‘Illegal’ immigrant minors transported in shackles or cages — like dogs!

Posted on 14 November 2008                                                                                                             Bookmark and Share

Report: Illegal immigrant minors mistreated by US — Research group criticizes US treatment of unaccompanied illegal immigrant minors. Some children flown to non-bordering countries were shackled during the flight and those taken by vehicle across the border to Mexico were transported in kennel-like compartments, the report says. Mexican officials reported that some children were returned in the middle of the night and brought to ports of entry that weren’t specified in agreements.

By ANABELLE GARAY

AP — Federal authorities have compromised the rights and safety of some unaccompanied illegal immigrant children they have detained, and inadequate government guidelines are partly to blame, according to a Texas-based research group.

The First Illegal ImmigrantsMany children appeared before immigration judges without legal representation, some were transported home in shackles or cages, and the medical needs of some were ignored, according to a report released Thursday by the Center for Public Policy Priorities, a nonprofit think tank.

“There’s no consistent policy. There’s nobody who’s responsible for these kids, in looking out for their safety,” report author Amy Thompson said. “It’s being handled in ad hoc fashion.”

The Department of Homeland Security, which oversees immigration and border enforcement, disputes the center’s findings.

“DHS and its component agencies treat all minors, including unaccompanied alien children, with dignity, respect and special concern for their particular vulnerabilities,” spokeswoman Laura Keehner said in a statement Thursday evening.

The report was compiled by examining U.S. immigration agency documents and immigration policies and statistics in the U.S., Mexico and Honduras. The center also interviewed children who were apprehended, government officials, contractors and nonprofit workers in the three countries, and toured of two Texas facilities where unaccompanied illegal immigrant children are held.

An estimated 43,000 unaccompanied illegal immigrant children were removed from the U.S. in 2007, according to the report. They were caught while traveling alone, or with siblings, other children or adults whom they may not know.

Fifty to 70 percent of unaccompanied minors who appeared before an immigration judge last year did so without legal representation, the center contends. Sometimes, consulates weren’t notified about the repatriation of children from their country, a violation of an international treaty, the report says.
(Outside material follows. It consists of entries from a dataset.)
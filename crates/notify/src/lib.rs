//! Outbound messaging for load-shedding alerts.
//!
//! This crate provides:
//! - `Messenger` trait for the delivery channel (the gateway owns
//!   retries and delivery receipts; callers only get "attempted")
//! - HTTP gateway messenger implementation
//! - Minijinja rendering for the alert message body

pub mod gateway;
pub mod log;
pub mod message;
pub mod traits;

pub use gateway::HttpGatewayMessenger;
pub use log::LogMessenger;
pub use message::AlertMessage;
pub use traits::{Messenger, NotifyError};
//! Messenger trait definition and shared error types.

/// Errors that can occur while handing a message to the gateway.
#[derive(Debug, thiserror::Error)]
pub enum NotifyError {
    #[error("HTTP request failed: {0}")]
    Http(#[from] reqwest::Error),

    #[error("gateway returned status {status}")]
    Status { status: u16 },

    #[error("Template rendering failed: {0}")]
    Template(String),

    #[error("Configuration error: {0}")]
    Config(String),
}

/// Trait for outbound text delivery.
///
/// Delivery is fire-and-forget from the engine's perspective: a
/// successful return means the gateway accepted the message, and any
/// retrying happens on the gateway side.
#[async_trait::async_trait]
pub trait Messenger: Send + Sync {
    /// Send a text message to a user.
    async fn send_text(&self, user_id: &str, message: &str) -> Result<(), NotifyError>;

    /// Human-readable name for this channel (e.g., "gateway", "stdout").
    fn channel_name(&self) -> &str;
}
pub mod config;
pub mod types;

pub use config::Config;
pub use types::*;
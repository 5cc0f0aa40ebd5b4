//! OutageSource trait definition.

use shed_core::OutageWindow;

use crate::error::SourceError;

/// Trait for outage-data backends.
///
/// `fetch_windows` is the only operation the scheduling engine consumes.
/// The other two exist for the command layer (area discovery).
#[async_trait::async_trait]
pub trait OutageSource: Send + Sync {
    /// Current set of known outage windows for an area.
    async fn fetch_windows(&self, area: &str) -> Result<Vec<OutageWindow>, SourceError>;

    /// Fuzzy-match area names against a free-text query.
    async fn fuzzy_search(&self, query: &str) -> Result<Vec<String>, SourceError>;

    /// All area names the source knows about.
    async fn list_areas(&self) -> Result<Vec<String>, SourceError>;
}
//! Inbound HTTP surface.
//!
//! The messaging gateway POSTs each inbound chat message to `/webhook`;
//! the reply (if any) goes back out through the messenger and is also
//! echoed in the response body for the gateway's logs.

use std::sync::Arc;

use axum::extract::State;
use axum::routing::{get, post};
use axum::{Json, Router};
use serde::{Deserialize, Serialize};
use tracing::{debug, warn};

use crate::commands;
use crate::state::AppState;

#[derive(Debug, Deserialize)]
pub struct InboundMessage {
    /// Gateway-assigned sender id; doubles as our user id.
    pub from: String,
    pub body: String,
}

#[derive(Debug, Serialize)]
pub struct WebhookResponse {
    pub handled: bool,
    pub reply: Option<String>,
}

#[derive(Serialize)]
pub struct HealthResponse {
    pub status: &'static str,
    pub version: &'static str,
    pub pending_timers: usize,
    pub pending_ledger_entries: usize,
}

pub fn router(state: Arc<AppState>) -> Router {
    Router::new()
        .route("/health", get(health))
        .route("/webhook", post(webhook))
        .with_state(state)
}

async fn health(State(state): State<Arc<AppState>>) -> Json<HealthResponse> {
    Json(HealthResponse {
        status: "ok",
        version: env!("CARGO_PKG_VERSION"),
        pending_timers: state.scheduler.pending_timers(),
        pending_ledger_entries: state.ledger.list_pending().await.len(),
    })
}

async fn webhook(
    State(state): State<Arc<AppState>>,
    Json(message): Json<InboundMessage>,
) -> Json<WebhookResponse> {
    let command = match commands::parse(&message.body) {
        Some(command) => command,
        None => {
            debug!(from = %message.from, "ignoring non-command message");
            return Json(WebhookResponse {
                handled: false,
                reply: None,
            });
        }
    };

    let reply = commands::handle(command, &message.from, &state).await;
    if let Err(e) = state.messenger.send_text(&message.from, &reply).await {
        // The gateway still gets the reply in the response body.
        warn!(to = %message.from, error = %e, "failed to send command reply");
    }

    Json(WebhookResponse {
        handled: true,
        reply: Some(reply),
    })
}
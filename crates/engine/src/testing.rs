//! In-process test doubles shared by the engine tests.

use std::collections::{HashMap, HashSet};
use std::sync::Mutex;

use chrono::{Duration, TimeZone, Utc};

use shed_core::{AlertKey, OutageWindow, WindowId};
use shed_notify::{AlertMessage, Messenger, NotifyError};
use shed_source::{OutageSource, SourceError};

pub(crate) const TEST_AREA: &str = "capetown-7-gardens";

/// Key for a window in `TEST_AREA` starting at the given hour on a
/// fixed test date.
pub(crate) fn key_for(user: &str, start_hour: u32) -> AlertKey {
    let start = Utc.with_ymd_and_hms(2025, 1, 10, start_hour, 0, 0).unwrap();
    AlertKey::new(user, WindowId::derive(TEST_AREA, start, start + Duration::hours(2)))
}

pub(crate) fn alert(lead_time_minutes: u64) -> AlertMessage {
    AlertMessage {
        area: TEST_AREA.to_string(),
        start: Utc::now() + Duration::hours(2),
        end: None,
        lead_time_minutes,
    }
}

// ── Messenger double ─────────────────────────────────────────────────

/// Records every send; optionally fails each one after recording it.
#[derive(Default)]
pub(crate) struct RecordingMessenger {
    sends: Mutex<Vec<(String, String)>>,
    fail: bool,
}

impl RecordingMessenger {
    pub(crate) fn failing() -> Self {
        Self {
            sends: Mutex::new(Vec::new()),
            fail: true,
        }
    }

    pub(crate) fn total_sends(&self) -> usize {
        self.sends.lock().unwrap().len()
    }

    pub(crate) fn sent_to(&self, user_id: &str) -> usize {
        self.sends
            .lock()
            .unwrap()
            .iter()
            .filter(|(to, _)| to == user_id)
            .count()
    }

    pub(crate) fn last_body(&self) -> Option<String> {
        self.sends.lock().unwrap().last().map(|(_, b)| b.clone())
    }

    /// Wait until at least `n` sends were attempted. Polls in 1s steps;
    /// under a paused clock each step auto-advances once all tasks are
    /// idle, so hour-scale timers resolve in a few thousand iterations.
    pub(crate) async fn wait_for_sends(&self, n: usize) {
        for _ in 0..10_000 {
            if self.total_sends() >= n {
                return;
            }
            tokio::time::sleep(std::time::Duration::from_secs(1)).await;
        }
        panic!("timed out waiting for {} sends", n);
    }
}

#[async_trait::async_trait]
impl Messenger for RecordingMessenger {
    async fn send_text(&self, user_id: &str, message: &str) -> Result<(), NotifyError> {
        self.sends
            .lock()
            .unwrap()
            .push((user_id.to_string(), message.to_string()));
        if self.fail {
            return Err(NotifyError::Status { status: 502 });
        }
        Ok(())
    }

    fn channel_name(&self) -> &str {
        "recording"
    }
}

// ── Outage source double ─────────────────────────────────────────────

/// Canned per-area windows, with optional per-area failures and a
/// fetch counter per area.
#[derive(Default)]
pub(crate) struct CannedSource {
    windows: Mutex<HashMap<String, Vec<OutageWindow>>>,
    failing_areas: Mutex<HashSet<String>>,
    fetches: Mutex<HashMap<String, usize>>,
}

impl CannedSource {
    pub(crate) fn set_windows(&self, area: &str, windows: Vec<OutageWindow>) {
        self.windows
            .lock()
            .unwrap()
            .insert(area.to_string(), windows);
    }

    pub(crate) fn fail_area(&self, area: &str) {
        self.failing_areas.lock().unwrap().insert(area.to_string());
    }

    pub(crate) fn fetches(&self, area: &str) -> usize {
        self.fetches.lock().unwrap().get(area).copied().unwrap_or(0)
    }
}

#[async_trait::async_trait]
impl OutageSource for CannedSource {
    async fn fetch_windows(&self, area: &str) -> Result<Vec<OutageWindow>, SourceError> {
        *self
            .fetches
            .lock()
            .unwrap()
            .entry(area.to_string())
            .or_insert(0) += 1;

        if self.failing_areas.lock().unwrap().contains(area) {
            return Err(SourceError::Timeout { timeout_secs: 10 });
        }
        Ok(self
            .windows
            .lock()
            .unwrap()
            .get(area)
            .cloned()
            .unwrap_or_default())
    }

    async fn fuzzy_search(&self, _query: &str) -> Result<Vec<String>, SourceError> {
        Ok(self.windows.lock().unwrap().keys().cloned().collect())
    }

    async fn list_areas(&self) -> Result<Vec<String>, SourceError> {
        Ok(self.windows.lock().unwrap().keys().cloned().collect())
    }
}
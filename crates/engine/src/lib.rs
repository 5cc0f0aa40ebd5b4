//! Outage notification scheduling engine.
//!
//! This crate provides:
//! - [`AlertScheduler`] — keyed one-shot timers that fire the messenger
//!   exactly once per (user, window) pair
//! - [`Reconciler`] — startup recovery plus the periodic pass that diffs
//!   subscriptions and source data against the notification ledger
//!
//! The ledger (in `shed-store`) is the source of truth; timers are
//! in-memory only and are rebuilt from `Pending` entries after a restart.

pub mod reconciler;
pub mod scheduler;

pub use reconciler::{ReconcileStats, Reconciler, RecoveryStats};
pub use scheduler::{AlertScheduler, ScheduleOutcome};

#[cfg(test)]
pub(crate) mod testing;
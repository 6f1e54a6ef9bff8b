//! The patient health-log flow: validate, classify, store, alert.

use std::sync::Arc;

use chrono::Utc;
use serde::Serialize;
use tracing::{error, info, instrument, warn};
use uuid::Uuid;
use validator::Validate;

use super::alerts;
use super::evaluator::VitalStatusEvaluator;
use crate::db::HealthLogStore;
use crate::error::{Result, ValidationError};
use crate::models::{Evaluation, HealthLog, NewHealthLog, Notification, VitalReading, VitalType};
use crate::notifications::NotificationDispatcher;

#[derive(Debug, Clone, Serialize)]
#[serde(rename_all = "camelCase")]
pub struct Submission {
    pub log: HealthLog,
    pub evaluation: Evaluation,
    pub alert_dispatched: bool,
}

#[derive(Clone)]
pub struct HealthLogService {
    evaluator: VitalStatusEvaluator,
    store: Arc<dyn HealthLogStore>,
    dispatcher: Arc<dyn NotificationDispatcher>,
}

impl HealthLogService {
    pub fn new(
        evaluator: VitalStatusEvaluator,
        store: Arc<dyn HealthLogStore>,
        dispatcher: Arc<dyn NotificationDispatcher>,
    ) -> Self {
        Self {
            evaluator,
            store,
            dispatcher,
        }
    }

    pub fn evaluator(&self) -> &VitalStatusEvaluator {
        &self.evaluator
    }

    /// Rejected input is returned to the caller and nothing is stored. A
    /// failed alert dispatch does not undo the stored log.
    #[instrument(skip(self, request), fields(patient_id = %request.patient_id, vital_type = %request.vital_type))]
    pub async fn submit(&self, request: NewHealthLog) -> Result<Submission> {
        request.validate().map_err(ValidationError::from)?;
        let vital_type: VitalType = request.vital_type.parse()?;

        let reading = VitalReading {
            vital_type,
            value: request.value.unwrap_or_default(),
            recorded_at: request.recorded_at.unwrap_or_else(Utc::now),
            patient_id: request.patient_id,
        };

        let evaluation = self.evaluator.evaluate(&reading).map_err(|e| {
            warn!(error = %e, "health log rejected");
            e
        })?;

        let log = HealthLog {
            id: Uuid::new_v4(),
            patient_id: reading.patient_id.clone(),
            vital_type,
            value: reading.value.clone(),
            unit: request
                .unit
                .filter(|u| !u.trim().is_empty())
                .unwrap_or_else(|| vital_type.default_unit().to_string()),
            notes: request.notes,
            recorded_at: reading.recorded_at,
            status: evaluation.status,
            created_at: Utc::now(),
        };
        self.store.insert(log.clone()).await?;

        let alert_dispatched = match alerts::vital_alert(&reading, evaluation, self.evaluator.thresholds()) {
            Some(notification) => match self.dispatcher.dispatch(notification).await {
                Ok(()) => true,
                Err(e) => {
                    error!(error = %e, log_id = %log.id, "failed to dispatch vital alert");
                    false
                }
            },
            None => false,
        };

        info!(
            log_id = %log.id,
            status = %evaluation.status,
            alert_dispatched,
            "health log recorded"
        );

        Ok(Submission {
            log,
            evaluation,
            alert_dispatched,
        })
    }

    #[instrument(skip(self))]
    pub async fn history(&self, patient_id: &str, vital_type: Option<VitalType>) -> Result<Vec<HealthLog>> {
        self.store.list_for_patient(patient_id, vital_type).await
    }

    #[instrument(skip(self))]
    pub async fn remove(&self, log_id: Uuid) -> Result<()> {
        self.store.delete(log_id).await?;
        info!("health log removed");
        Ok(())
    }

    pub async fn notifications(&self, patient_id: &str) -> Result<Vec<Notification>> {
        self.dispatcher.for_patient(patient_id).await
    }

    pub async fn mark_notification_read(&self, patient_id: &str, notification_id: Uuid) -> Result<()> {
        self.dispatcher.mark_read(patient_id, notification_id).await
    }

    pub async fn unread_notifications(&self, patient_id: &str) -> Result<usize> {
        self.dispatcher.unread_count(patient_id).await
    }
}
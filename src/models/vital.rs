use std::fmt;
use std::str::FromStr;

use chrono::{DateTime, Utc};
use serde::{Deserialize, Serialize};

use crate::error::ValidationError;

/// Kind of vital sign a patient can log.
#[derive(Debug, Clone, Copy, PartialEq, Eq, Hash, Serialize, Deserialize)]
#[serde(rename_all = "snake_case")]
pub enum VitalType {
    BloodPressure,
    HeartRate,
    BloodSugar,
    Temperature,
    Weight,
}

impl VitalType {
    pub const ALL: [VitalType; 5] = [
        VitalType::BloodPressure,
        VitalType::HeartRate,
        VitalType::BloodSugar,
        VitalType::Temperature,
        VitalType::Weight,
    ];

    pub fn as_str(self) -> &'static str {
        match self {
            VitalType::BloodPressure => "blood_pressure",
            VitalType::HeartRate => "heart_rate",
            VitalType::BloodSugar => "blood_sugar",
            VitalType::Temperature => "temperature",
            VitalType::Weight => "weight",
        }
    }

    /// Human-readable name used in alert titles and messages.
    pub fn display_name(self) -> &'static str {
        match self {
            VitalType::BloodPressure => "blood pressure",
            VitalType::HeartRate => "heart rate",
            VitalType::BloodSugar => "blood sugar",
            VitalType::Temperature => "temperature",
            VitalType::Weight => "weight",
        }
    }

    /// Unit assumed when a log is submitted without one.
    pub fn default_unit(self) -> &'static str {
        match self {
            VitalType::BloodPressure => "mmHg",
            VitalType::HeartRate => "bpm",
            VitalType::BloodSugar => "mg/dL",
            VitalType::Temperature => "°F",
            VitalType::Weight => "kg",
        }
    }
}

impl fmt::Display for VitalType {
    fn fmt(&self, f: &mut fmt::Formatter<'_>) -> fmt::Result {
        f.write_str(self.as_str())
    }
}

impl FromStr for VitalType {
    type Err = ValidationError;

    fn from_str(s: &str) -> Result<Self, Self::Err> {
        let name = s.trim();
        VitalType::ALL
            .into_iter()
            .find(|t| t.as_str() == name)
            .ok_or_else(|| ValidationError::UnknownVitalType {
                name: name.to_string(),
            })
    }
}

/// Raw value as entered by the patient.
///
/// Blood pressure arrives as `"systolic/diastolic"`; every other vital is a
/// number, possibly sent as a numeric string.
#[derive(Debug, Clone, PartialEq, Serialize, Deserialize)]
#[serde(untagged)]
pub enum VitalValue {
    Number(f64),
    Text(String),
}

impl VitalValue {
    pub fn is_missing(&self) -> bool {
        matches!(self, VitalValue::Text(s) if s.trim().is_empty())
    }
}

impl Default for VitalValue {
    fn default() -> Self {
        VitalValue::Text(String::new())
    }
}

impl fmt::Display for VitalValue {
    fn fmt(&self, f: &mut fmt::Formatter<'_>) -> fmt::Result {
        match self {
            VitalValue::Number(n) => write!(f, "{}", n),
            VitalValue::Text(s) => f.write_str(s.trim()),
        }
    }
}

impl From<f64> for VitalValue {
    fn from(n: f64) -> Self {
        VitalValue::Number(n)
    }
}

impl From<&str> for VitalValue {
    fn from(s: &str) -> Self {
        VitalValue::Text(s.to_string())
    }
}

impl From<String> for VitalValue {
    fn from(s: String) -> Self {
        VitalValue::Text(s)
    }
}

#[derive(Debug, Clone, PartialEq, Serialize, Deserialize)]
#[serde(rename_all = "camelCase")]
pub struct VitalReading {
    #[serde(rename = "type")]
    pub vital_type: VitalType,
    pub value: VitalValue,
    pub recorded_at: DateTime<Utc>,
    pub patient_id: String,
}

impl VitalReading {
    pub fn new(patient_id: impl Into<String>, vital_type: VitalType, value: impl Into<VitalValue>) -> Self {
        Self {
            vital_type,
            value: value.into(),
            recorded_at: Utc::now(),
            patient_id: patient_id.into(),
        }
    }
}

/// Severity band of a reading. Ordered `Low < Normal < High < Critical`.
#[derive(Debug, Clone, Copy, PartialEq, Eq, PartialOrd, Ord, Hash, Serialize, Deserialize)]
#[serde(rename_all = "lowercase")]
pub enum StatusBand {
    Low,
    Normal,
    High,
    Critical,
}

impl StatusBand {
    pub fn as_str(self) -> &'static str {
        match self {
            StatusBand::Low => "low",
            StatusBand::Normal => "normal",
            StatusBand::High => "high",
            StatusBand::Critical => "critical",
        }
    }

    pub fn is_alertable(self) -> bool {
        matches!(self, StatusBand::High | StatusBand::Critical)
    }
}

impl fmt::Display for StatusBand {
    fn fmt(&self, f: &mut fmt::Formatter<'_>) -> fmt::Result {
        f.write_str(self.as_str())
    }
}

/// Outcome handed to the notification side.
#[derive(Debug, Clone, Copy, PartialEq, Eq, Serialize, Deserialize)]
pub struct Evaluation {
    pub status: StatusBand,
    pub alertable: bool,
}

impl From<StatusBand> for Evaluation {
    fn from(status: StatusBand) -> Self {
        Self {
            status,
            alertable: status.is_alertable(),
        }
    }
}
“I would say — ‘Imagine your 8-year-old daughter or niece in a country where they didn’t speak the language, don’t know the culture and were completely at the mercy of strangers. How would you want them to be treated?’” Thompson said. “Children aren’t capable of understanding international laws and boundaries. They’re little kids mixed up in something bigger than themselves.”

Some children flown to non-bordering countries were shackled during the flight and those taken by vehicle across the border to Mexico were transported in kennel-like compartments, the report says. Mexican officials reported that some children were returned in the middle of the night and brought to ports of entry that weren’t specified in agreements.

In one interview, a 13-year-old girl from Mexico described being injured during her apprehension in the summer of 2007. She said she was tackled by a U.S. official she thinks was a drug enforcement agent. The agent apologized but refused to take off her handcuffs, the girl said.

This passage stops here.